(AVAILABLE DATA)
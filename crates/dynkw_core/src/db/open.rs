//! Connection bootstrap for metadata stores.
//!
//! # Invariants
//! - Returned connections have `foreign_keys=ON`.
//! - Returned connections have the store schema fully applied.

use super::migrations::apply_migrations;
use super::DbResult;
use log::{error, info};
use rusqlite::Connection;
use std::path::Path;
use std::time::{Duration, Instant};

const BUSY_TIMEOUT: Duration = Duration::from_secs(5);

/// Opens (creating if needed) a metadata store file.
///
/// # Side effects
/// - Applies pending schema migrations.
/// - Emits `metadata_open` events with duration and status.
pub fn open_db(path: impl AsRef<Path>) -> DbResult<Connection> {
    open_with("file", || Connection::open(path))
}

/// Opens a transient in-memory metadata store.
pub fn open_db_in_memory() -> DbResult<Connection> {
    open_with("memory", Connection::open_in_memory)
}

fn open_with<F>(mode: &str, connect: F) -> DbResult<Connection>
where
    F: FnOnce() -> rusqlite::Result<Connection>,
{
    let started_at = Instant::now();
    info!("event=metadata_open module=db status=start mode={mode}");

    let outcome = connect()
        .map_err(|err| ("store_open_failed", err.into()))
        .and_then(|mut conn| {
            bootstrap_connection(&mut conn)
                .map(|()| conn)
                .map_err(|err| ("store_bootstrap_failed", err))
        });

    match outcome {
        Ok(conn) => {
            info!(
                "event=metadata_open module=db status=ok mode={mode} duration_ms={}",
                started_at.elapsed().as_millis()
            );
            Ok(conn)
        }
        Err((error_code, err)) => {
            error!(
                "event=metadata_open module=db status=error mode={mode} duration_ms={} error_code={error_code} error={err}",
                started_at.elapsed().as_millis()
            );
            Err(err)
        }
    }
}

fn bootstrap_connection(conn: &mut Connection) -> DbResult<()> {
    conn.execute_batch("PRAGMA foreign_keys = ON;")?;
    conn.busy_timeout(BUSY_TIMEOUT)?;
    apply_migrations(conn)
}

(PROBLEM)
Copy out the material in its entirety. Keep it exact.

(EXERCISE RESULT)
filename crates/dynkw_core/src/db/open.rs
//! Connection bootstrap for metadata stores.
//!
//! # Invariants
//! - Returned connections have `foreign_keys=ON`.
//! - Returned connections have the store schema fully applied.

use super::migrations::apply_migrations;
use super::DbResult;
use log::{error, info};
use rusqlite::Connection;
use std::path::Path;
use std::time::{Duration, Instant};

const BUSY_TIMEOUT: Duration = Duration::from_secs(5);

/// Opens (creating if needed) a metadata store file.
///
/// # Side effects
/// - Applies pending schema migrations.
/// - Emits `metadata_open` events with duration and status.
pub fn open_db(path: impl AsRef<Path>) -> DbResult<Connection> {
    open_with("file", || Connection::open(path))
}

/// Opens a transient in-memory metadata store.
pub fn open_db_in_memory() -> DbResult<Connection> {
    open_with("memory", Connection::open_in_memory)
}

fn open_with<F>(mode: &str, connect: F) -> DbResult<Connection>
where
    F: FnOnce() -> rusqlite::Result<Connection>,
{
    let started_at = Instant::now();
    info!("event=metadata_open module=db status=start mode={mode}");

    let outcome = connect()
        .map_err(|err| ("store_open_failed", err.into()))
        .and_then(|mut conn| {
            bootstrap_connection(&mut conn)
                .map(|()| conn)
                .map_err(|err| ("store_bootstrap_failed", err))
        });

    match outcome {
        Ok(conn) => {
            info!(
                "event=metadata_open module=db status=ok mode={mode} duration_ms={}",
                started_at.elapsed().as_millis()
            );
            Ok(conn)
        }
        Err((error_code, err)) => {
            error!(
                "event=metadata_open module=db status=error mode={mode} duration_ms={} error_code={error_code} error={err}",
                started_at.elapsed().as_millis()
            );
            Err(err)
        }
    }
}

fn bootstrap_connection(conn: &mut Connection) -> DbResult<()> {
    conn.execute_batch("PRAGMA foreign_keys = ON;")?;
    conn.busy_timeout(BUSY_TIMEOUT)?;
    apply_migrations(conn)
}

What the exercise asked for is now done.